The concern about eutrophication in European waters led to several European Directives that have explicit requirements to assess eutrophication in order to implement measures to protect ecosystems and coastal water quality. These are the Nitrates Directive (1991/676/EC), the Urban Waste Water Treatment Directive (1991/271/EC) and most recently the Marine Strategy Framework Directive (MSFD, 2008/56/EC; see here and here), which includes eutrophication as one of the 11 quality descriptors of environmental status in European marine waters.
In addition there are international conventions that have developed methodologies specifically to assess eutrophication.

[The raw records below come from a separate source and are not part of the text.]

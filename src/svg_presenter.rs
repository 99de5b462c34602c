//! Headless presenter writing every frame to an SVG file with `plotters`.

use std::path::{Path, PathBuf};

use anyhow::Context;
use plotters::coord::cartesian::Cartesian2d;
use plotters::coord::types::RangedCoordf64;
use plotters::coord::{CoordTranslate, Shift};
use plotters::element::DashedPathElement;
use plotters::prelude::*;

use super::presenter::{LineStyle, Presenter, Projection};
use super::viewport::{Bounds, Viewport};
use super::{EditorOptions, NativeFloat, Point2};

/// Dash and gap length of the control skeleton in pixels.
const DASH_PX: u32 = 6;
const GAP_PX: u32 = 4;

type DataCoord = Cartesian2d<RangedCoordf64, RangedCoordf64>;

#[derive(Debug, Clone, PartialEq)]
enum Primitive {
    Polyline(Vec<Point2<NativeFloat>>, LineStyle),
    Markers(Vec<Point2<NativeFloat>>, Vec<NativeFloat>),
}

impl Primitive {
    fn points(&self) -> &[Point2<NativeFloat>] {
        match self {
            Primitive::Polyline(points, _) | Primitive::Markers(points, _) => points,
        }
    }
}

fn finite_coords(points: &[Point2<NativeFloat>]) -> Vec<(NativeFloat, NativeFloat)> {
    points
        .iter()
        .filter(|p| p.is_finite())
        .map(|p| (p.x, p.y))
        .collect()
}

/// An equal aspect chart over `viewport` without axes or labels.
fn build_chart<'a, DB: DrawingBackend>(
    area: &'a DrawingArea<DB, Shift>,
    viewport: &Viewport,
    margin: u32,
) -> Result<ChartContext<'a, DB, DataCoord>, DrawingAreaErrorKind<DB::ErrorType>> {
    ChartBuilder::on(area)
        .margin(margin)
        .build_cartesian_2d(viewport.x_range(), viewport.y_range())
}

/// Collects the primitives of one frame in data space and renders them when a
/// redraw is requested. The viewport is refitted to each frame, so screen
/// positions always refer to the most recently written file.
pub struct SvgPresenter {
    title: String,
    output: PathBuf,
    width: u32,
    height: u32,
    margin: u32,
    viewport: Viewport,
    coords: DataCoord,
    frame: Vec<Primitive>,
    frames_written: usize,
}

impl SvgPresenter {
    /// Open a presenter titled `title` drawing to `options.output`.
    ///
    /// Nothing is written until the first redraw, but clicks already map
    /// through a unit square fitted to the canvas.
    pub fn open(title: &str, options: &EditorOptions) -> anyhow::Result<Self> {
        log::info!(
            "{}: writing {}x{} frames to {}",
            title,
            options.width,
            options.height,
            options.output.display()
        );
        let margin = options.margin_px.max(0.0).round() as u32;
        let viewport = Viewport::fit(
            Bounds::default(),
            options.width,
            options.height,
            margin as NativeFloat,
        );

        let mut scratch = String::new();
        let coords = {
            let size = (options.width, options.height);
            let root = SVGBackend::with_string(&mut scratch, size).into_drawing_area();
            let chart = build_chart(&root, &viewport, margin)?;
            chart.as_coord_spec().clone()
        };

        Ok(SvgPresenter {
            title: title.to_string(),
            output: options.output.clone(),
            width: options.width,
            height: options.height,
            margin,
            viewport,
            coords,
            frame: Vec::new(),
            frames_written: 0,
        })
    }

    pub fn title(&self) -> &str {
        &self.title
    }

    pub fn output(&self) -> &Path {
        &self.output
    }

    pub fn viewport(&self) -> &Viewport {
        &self.viewport
    }

    pub fn frames_written(&self) -> usize {
        self.frames_written
    }

    fn fit_viewport(&mut self) {
        let bounds = Bounds::from_points(self.frame.iter().flat_map(|p| p.points()));
        if let Some(bounds) = bounds {
            self.viewport =
                Viewport::fit(bounds, self.width, self.height, self.margin as NativeFloat);
        }
    }

    /// Render the frame to the output file and return the chart's mapping.
    fn write_frame(&self) -> anyhow::Result<DataCoord> {
        let root = SVGBackend::new(&self.output, (self.width, self.height)).into_drawing_area();
        root.fill(&WHITE)?;
        let mut chart = build_chart(&root, &self.viewport, self.margin)?;

        for primitive in &self.frame {
            match primitive {
                Primitive::Polyline(points, LineStyle::Solid) => {
                    chart.draw_series(LineSeries::new(
                        finite_coords(points),
                        BLUE.stroke_width(2),
                    ))?;
                }
                Primitive::Polyline(points, LineStyle::Dashed) => {
                    chart.draw_series(std::iter::once(DashedPathElement::new(
                        finite_coords(points),
                        DASH_PX,
                        GAP_PX,
                        BLACK.stroke_width(1),
                    )))?;
                }
                Primitive::Markers(points, areas) => {
                    chart.draw_series(
                        points
                            .iter()
                            .zip(areas)
                            .filter(|(p, _)| p.is_finite())
                            .map(|(p, &area)| {
                                // area is in square pixels, like a scatter plot marker size
                                let radius = (area.max(0.0).sqrt() * 0.5).round() as u32;
                                Circle::new((p.x, p.y), radius, RED.filled())
                            }),
                    )?;
                }
            }
        }
        let coords = chart.as_coord_spec().clone();
        root.present()?;
        Ok(coords)
    }
}

impl Projection<Point2<NativeFloat>> for SvgPresenter {
    fn project_to_screen(&self, data: Point2<NativeFloat>) -> Point2<NativeFloat> {
        let (x, y) = self.coords.translate(&(data.x, data.y));
        Point2::new(x as NativeFloat, y as NativeFloat)
    }
}

impl Presenter<Point2<NativeFloat>> for SvgPresenter {
    fn clear(&mut self) {
        self.frame.clear();
    }

    fn draw_polyline(&mut self, points: &[Point2<NativeFloat>], style: LineStyle) {
        self.frame.push(Primitive::Polyline(points.to_vec(), style));
    }

    fn draw_markers(&mut self, points: &[Point2<NativeFloat>], areas: &[NativeFloat]) {
        self.frame.push(Primitive::Markers(points.to_vec(), areas.to_vec()));
    }

    fn request_redraw(&mut self) -> anyhow::Result<()> {
        self.fit_viewport();
        self.coords = self
            .write_frame()
            .with_context(|| format!("failed to write frame to {}", self.output.display()))?;
        self.frames_written += 1;
        log::debug!(
            "{}: frame {} written to {}",
            self.title,
            self.frames_written,
            self.output.display()
        );
        Ok(())
    }
}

Of particular interest for the NEA is the OSPAR Comprehensive Procedure to combat eutrophication in the Greater North Sea.
Both the MSFD and OSPAR focus on biological quality descriptors/indicators of undesirable eutrophication and eventually the nutrient reduction that needs to be achieved to reach quality targets but none of them explore the feasibility of reaching the required nutrient reduction. As a complement, the Water Framework Directive (WFD, 2000/60/EC, see here and here) is defining legislation for protecting EU waters all along the freshwater-estuary-nearshore coastal waters continuum. Integration of these Directives and convention based on an holistic view of eutrophication mechanisms and causes is clearly needed.
OSPAR, 2008. Second OSPAR Integrated Report on the Eutrophication Status of the OSPAR Maritime Area. ISBN 978-1-906840-13-6.